**Instructions for the task**: Report each line from the listing that the string "bool" appears in.

**Data records**:
↓
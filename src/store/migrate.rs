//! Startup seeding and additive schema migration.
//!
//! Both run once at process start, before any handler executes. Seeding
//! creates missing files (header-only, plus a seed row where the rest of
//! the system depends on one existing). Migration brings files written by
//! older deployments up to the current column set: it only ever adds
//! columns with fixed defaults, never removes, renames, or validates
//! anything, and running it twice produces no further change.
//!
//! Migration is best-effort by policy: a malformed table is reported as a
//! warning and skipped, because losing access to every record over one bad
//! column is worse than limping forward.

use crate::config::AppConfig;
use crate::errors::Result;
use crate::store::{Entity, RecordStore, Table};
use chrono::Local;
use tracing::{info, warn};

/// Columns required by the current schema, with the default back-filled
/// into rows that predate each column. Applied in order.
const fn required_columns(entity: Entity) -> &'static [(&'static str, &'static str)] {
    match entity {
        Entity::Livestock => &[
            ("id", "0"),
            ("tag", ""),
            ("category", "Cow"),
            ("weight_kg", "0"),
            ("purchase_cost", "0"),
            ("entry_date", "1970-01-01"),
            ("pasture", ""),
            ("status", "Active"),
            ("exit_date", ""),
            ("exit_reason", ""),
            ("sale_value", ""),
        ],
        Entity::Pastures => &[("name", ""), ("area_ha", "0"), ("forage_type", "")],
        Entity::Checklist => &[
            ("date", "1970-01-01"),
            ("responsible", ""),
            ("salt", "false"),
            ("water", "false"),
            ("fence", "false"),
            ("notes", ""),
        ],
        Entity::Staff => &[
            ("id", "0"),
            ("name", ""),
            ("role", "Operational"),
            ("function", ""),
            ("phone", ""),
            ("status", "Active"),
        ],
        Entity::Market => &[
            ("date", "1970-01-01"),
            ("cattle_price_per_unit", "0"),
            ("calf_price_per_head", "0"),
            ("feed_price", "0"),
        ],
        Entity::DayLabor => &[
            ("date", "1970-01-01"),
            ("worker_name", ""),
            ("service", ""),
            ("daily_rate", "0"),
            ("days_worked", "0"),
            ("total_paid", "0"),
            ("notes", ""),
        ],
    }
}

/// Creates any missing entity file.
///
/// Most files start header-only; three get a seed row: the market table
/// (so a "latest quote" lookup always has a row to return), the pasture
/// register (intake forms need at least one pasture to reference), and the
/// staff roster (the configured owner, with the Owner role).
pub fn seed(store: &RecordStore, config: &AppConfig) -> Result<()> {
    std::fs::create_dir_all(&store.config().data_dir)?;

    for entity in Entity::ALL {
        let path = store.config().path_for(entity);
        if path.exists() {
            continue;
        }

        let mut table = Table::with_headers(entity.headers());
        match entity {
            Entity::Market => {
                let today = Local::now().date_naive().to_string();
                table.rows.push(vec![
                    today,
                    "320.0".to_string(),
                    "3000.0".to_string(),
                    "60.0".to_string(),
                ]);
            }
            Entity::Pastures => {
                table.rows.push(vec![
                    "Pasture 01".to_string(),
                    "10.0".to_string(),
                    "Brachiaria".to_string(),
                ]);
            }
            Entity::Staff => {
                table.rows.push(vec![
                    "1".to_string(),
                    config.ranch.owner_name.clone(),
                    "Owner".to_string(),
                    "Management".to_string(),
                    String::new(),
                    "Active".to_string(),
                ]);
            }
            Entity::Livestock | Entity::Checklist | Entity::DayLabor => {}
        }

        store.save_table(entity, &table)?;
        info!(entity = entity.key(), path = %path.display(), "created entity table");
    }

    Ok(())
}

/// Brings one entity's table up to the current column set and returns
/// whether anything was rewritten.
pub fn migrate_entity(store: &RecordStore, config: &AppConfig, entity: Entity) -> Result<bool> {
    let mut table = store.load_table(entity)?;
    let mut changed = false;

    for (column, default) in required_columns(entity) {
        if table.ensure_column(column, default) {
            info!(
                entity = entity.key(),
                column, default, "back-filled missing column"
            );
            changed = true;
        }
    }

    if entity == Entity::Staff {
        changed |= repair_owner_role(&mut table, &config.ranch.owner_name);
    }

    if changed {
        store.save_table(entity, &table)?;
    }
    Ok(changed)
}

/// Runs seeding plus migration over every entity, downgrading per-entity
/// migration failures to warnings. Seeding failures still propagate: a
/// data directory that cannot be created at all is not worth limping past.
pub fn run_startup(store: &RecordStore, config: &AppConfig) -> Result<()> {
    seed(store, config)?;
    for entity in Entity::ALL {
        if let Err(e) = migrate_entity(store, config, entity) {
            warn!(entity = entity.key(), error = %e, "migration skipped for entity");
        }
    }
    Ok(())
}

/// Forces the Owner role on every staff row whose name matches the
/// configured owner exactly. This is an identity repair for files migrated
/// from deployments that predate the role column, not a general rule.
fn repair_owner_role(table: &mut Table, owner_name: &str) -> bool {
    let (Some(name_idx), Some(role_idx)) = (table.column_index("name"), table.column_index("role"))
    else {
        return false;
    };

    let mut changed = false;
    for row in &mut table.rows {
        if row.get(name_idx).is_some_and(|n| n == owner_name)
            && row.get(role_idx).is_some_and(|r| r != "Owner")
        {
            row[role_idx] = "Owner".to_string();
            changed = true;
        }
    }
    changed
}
↑
**Result**:
pub fn migrate_entity(store: &RecordStore, config: &AppConfig, entity: Entity) -> Result<bool> {
fn repair_owner_role(table: &mut Table, owner_name: &str) -> bool {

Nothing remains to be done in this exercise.